This prospective cross-sectional study was carried out from October 2017 to April 2019, enrolling 100 neonates admitted to the neonatal intensive care unit (NICU) of the Children’s Hospital of Ain Shams University, Cairo, Egypt. Inclusion criteria were neonates with a gestational age ≥28 weeks who were suffering from respiratory distress disorders; exclusion criteria were neonates having multiple congenital anomalies, chromosomal aberrations, hydrops fetalis and/or heart failure. Expert neonatologists managed enrolled neonates according to the NICU protocol [7 ].
Downes and Silverman–Andersen clinical scores were applied to evaluate neonatal respiratory distress severity. The Silverman–Anderson score was ideally used for preterm infants, and the Downes score was used for term infants [8 (link),9 (link),10 (link)].

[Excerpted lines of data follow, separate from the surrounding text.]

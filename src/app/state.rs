//! App state - pure data structure with no I/O logic

use std::collections::BTreeMap;

use chrono::{DateTime, Local};

use crate::app::session::VotingSession;
use crate::config::Config;
use crate::messages::RenderState;
use crate::models::{Network, Track, TrackId};

/// The connection the session is currently bound to
#[derive(Clone, Debug)]
pub struct ConnectionInfo {
    pub id: u64,
    pub network: Option<Network>,
    pub connected_at: DateTime<Local>,
}

/// Main application state - pure data, no I/O
pub struct AppState {
    // Where to connect
    pub endpoint: String,
    pub network_override: Option<Network>,

    // Connection
    pub connection: Option<ConnectionInfo>,
    /// Id handed out by the latest connect; older ids are stale
    pub current_connection_id: u64,

    // Data loader
    pub tracks: BTreeMap<TrackId, Track>,
    /// Generation of the latest fetch; older results are discarded
    pub load_generation: u64,
    pub is_loading: bool,
    pub error: Option<String>,

    // Voting
    pub session: VotingSession,
    pub notice: Option<String>,

    // Popups
    pub show_help: bool,
}

impl Default for AppState {
    fn default() -> Self {
        Self::new(&Config::default())
    }
}

impl AppState {
    pub fn new(config: &Config) -> Self {
        AppState {
            endpoint: config.endpoint.clone(),
            network_override: config.network,
            connection: None,
            current_connection_id: 0,
            tracks: BTreeMap::new(),
            load_generation: 0,
            is_loading: false,
            error: None,
            session: VotingSession::new(),
            notice: None,
            show_help: false,
        }
    }

    pub fn network(&self) -> Option<Network> {
        self.connection.as_ref().and_then(|c| c.network)
    }

    /// Convert state to RenderState for UI
    pub fn to_render_state(&self) -> RenderState {
        let topmost = self
            .session
            .topmost()
            .map(|(index, referendum)| (index, referendum.clone()));
        let topmost_track = topmost
            .as_ref()
            .and_then(|(_, referendum)| self.tracks.get(&referendum.track))
            .cloned();

        RenderState {
            endpoint: self.endpoint.clone(),
            connected: self.connection.is_some(),
            connected_at: self.connection.as_ref().map(|c| c.connected_at),
            network: self.network(),
            phase: self.session.phase(),
            topmost,
            topmost_track,
            remaining: self.session.remaining(),
            votes: self.session.votes().to_vec(),
            is_loading: self.is_loading,
            error: self.error.clone(),
            notice: self.notice.clone(),
            show_help: self.show_help,
        }
    }
}
//! App actor - message loop processing UI events and network responses

use tokio::sync::mpsc;

use crate::app::state::AppState;
use crate::config::Config;
use crate::messages::{NetworkCommand, NetworkResponse, RenderState, UiEvent};

/// App actor that processes UI events and network responses
pub struct AppActor {
    state: AppState,
    network_tx: mpsc::UnboundedSender<NetworkCommand>,
    render_tx: mpsc::UnboundedSender<RenderState>,
}

impl AppActor {
    pub fn new(
        config: &Config,
        network_tx: mpsc::UnboundedSender<NetworkCommand>,
        render_tx: mpsc::UnboundedSender<RenderState>,
    ) -> Self {
        AppActor {
            state: AppState::new(config),
            network_tx,
            render_tx,
        }
    }

    /// Run the actor message loop
    pub async fn run(
        mut self,
        mut ui_rx: mpsc::UnboundedReceiver<UiEvent>,
        mut net_rx: mpsc::UnboundedReceiver<NetworkResponse>,
    ) {
        let _ = self.network_tx.send(self.state.connect());
        let _ = self.render_tx.send(self.state.to_render_state());

        loop {
            tokio::select! {
                Some(event) = ui_rx.recv() => {
                    if self.handle_ui_event(event) {
                        // Quit signal received
                        let _ = self.network_tx.send(NetworkCommand::Shutdown);
                        break;
                    }
                    let _ = self.render_tx.send(self.state.to_render_state());
                }
                Some(response) = net_rx.recv() => {
                    if let Some(cmd) = self.state.handle_response(response) {
                        let _ = self.network_tx.send(cmd);
                    }
                    let _ = self.render_tx.send(self.state.to_render_state());
                }
                else => break,
            }
        }
    }

    /// Handle a UI event, returns true if quit was requested
    fn handle_ui_event(&mut self, event: UiEvent) -> bool {
        match event {
            UiEvent::Vote(vote) => self.state.vote(vote),
            UiEvent::Reconnect => {
                let _ = self.network_tx.send(self.state.connect());
            }

            // Popups
            UiEvent::ToggleHelp => self.state.toggle_help(),
            UiEvent::CloseHelp => self.state.close_help(),

            // System
            UiEvent::Quit => return true,
        }

        false
    }
}

#[cfg(test)]
mod tests {
    use super::*;
    use crate::app::session::SessionPhase;
    use crate::models::{Network, Proposal, Referendum, ReferendumOngoing, Tally, VoteType};

    fn ongoing() -> Referendum {
        Referendum::Ongoing(ReferendumOngoing {
            track: 0,
            origin: serde_json::Value::Null,
            proposal: Proposal::Legacy { hash: String::from("0xff") },
            enactment: None,
            submitted: 0,
            submission_deposit: None,
            decision_deposit: None,
            deciding: None,
            tally: Tally::default(),
            in_queue: false,
        })
    }

    #[tokio::test]
    async fn test_session_over_channels() {
        let (net_cmd_tx, mut net_cmd_rx) = mpsc::unbounded_channel();
        let (net_resp_tx, net_resp_rx) = mpsc::unbounded_channel();
        let (ui_tx, ui_rx) = mpsc::unbounded_channel();
        let (render_tx, mut render_rx) = mpsc::unbounded_channel();

        let actor = AppActor::new(&Config::default(), net_cmd_tx, render_tx);
        let handle = tokio::spawn(actor.run(ui_rx, net_resp_rx));

        let Some(NetworkCommand::Connect { connection_id, .. }) = net_cmd_rx.recv().await else {
            panic!("actor should connect on start");
        };
        net_resp_tx
            .send(NetworkResponse::Connected { connection_id, network: Some(Network::Westend) })
            .unwrap();

        let Some(NetworkCommand::FetchReferenda { generation }) = net_cmd_rx.recv().await else {
            panic!("actor should fetch after connecting");
        };
        net_resp_tx
            .send(NetworkResponse::ReferendaLoaded {
                generation,
                referenda: vec![(10, ongoing()), (11, ongoing())],
            })
            .unwrap();

        // wait until the load is visible
        loop {
            let state = render_rx.recv().await.unwrap();
            if state.remaining == 2 {
                break;
            }
        }

        ui_tx.send(UiEvent::Vote(VoteType::Aye)).unwrap();
        ui_tx.send(UiEvent::Vote(VoteType::Nay)).unwrap();

        let summary = loop {
            let state = render_rx.recv().await.unwrap();
            if state.phase == SessionPhase::Summary {
                break state;
            }
        };
        let votes: Vec<_> = summary.votes.iter().map(|v| (v.index, v.vote)).collect();
        assert_eq!(votes, vec![(11, VoteType::Aye), (10, VoteType::Nay)]);

        ui_tx.send(UiEvent::Quit).unwrap();
        assert!(matches!(net_cmd_rx.recv().await, Some(NetworkCommand::Shutdown)));
        handle.await.unwrap();
    }
}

Plain CXR and LUS were done on admission for diagnosis and were repeated after 7 days, or if needed earlier within the 7 days, by the treating neonatologist in parallel to the clinical assessment and laboratory findings to diagnose the cause of respiratory distress. CXR images were posterior–anterior view, using the digital GE (General Electric) Optima XR220 AMX pro series X-ray machine, (GE HealthCare, Chicago, IL, USA).
CXR findings were interpreted and used as the gold standard to diagnose and differentiate variable etiologies of neonatal respiratory distress: transient tachypnea of the newborn (TTN), respiratory distress syndrome (RDS), neonatal pneumonia, meconium aspiration syndrome (MAS), pulmonary interstitial emphysema (PIE), pneumothorax (PTX), pleural effusion (PE), pulmonary atelectasis (PA) and congenital diaphragmatic hernia (CDH) [1 (link),2 (link),11 ,12 (link),13 ,14 (link),15 ,16 (link)].
Lung ultrasound (LUS) examination was done using the GE Logiq 400 pro series ultrasound machine, with a linear 8 MHz microprobe, (GE HealthCare, Chicago, IL, USA). LUS was performed by a single radiology consultant. The neonatologists were blind to lung ultrasound diagnoses. Neonates were examined lying in a supine position and in a resting state with the surrounding light intensity kept constant and low; as the phototherapy device was turned off if it was on. Gentle handling, including quiet voice tones and fine touching, was applied to avoid stressful situations or cause for crying. In order to pacify babies on continuous positive airway pressure (CPAP) or nasal cannula, oral dextrose drops or a pacifier were given, and stimulation of non-nutritional sucking was applied, while others on ventilation might have been sedated by intravenous Dormicum.
During the study, LUS examination was done using the following LUS score: every lung was divided into 3 areas (upper anterior, lower anterior and lateral) and a linear microprobe was used in lung examination through both transverse and longitudinal scans. For every lung area, a point score from 0 to 3 was applied (total score varying from 0 to 18). The LUS score was allocated as follows:
0: Denotes A-pattern (defined by the existence of the A-lines only, which emerges from the pleural line reverberation artifact);
1: B-pattern (defined by the existence of ≥3 well-spaced B-lines; B-lines are lines reaching the screen edge in the absence of fading);
2: Severe B-pattern (defined by the existence of coalescent and crowded B-lines with or without consolidations restricted to the subpleural space);
3: Extended consolidations.
A-lines denote pleural reflection because of ultrasound diffusing through an air-filled lung; B-lines denote fluid filling the interstitium (and the alveolar space if they become coalescent). LUS diagnostic criteria for neonatal respiratory diseases were according to Corsini et al. [17 (link),18 (link)].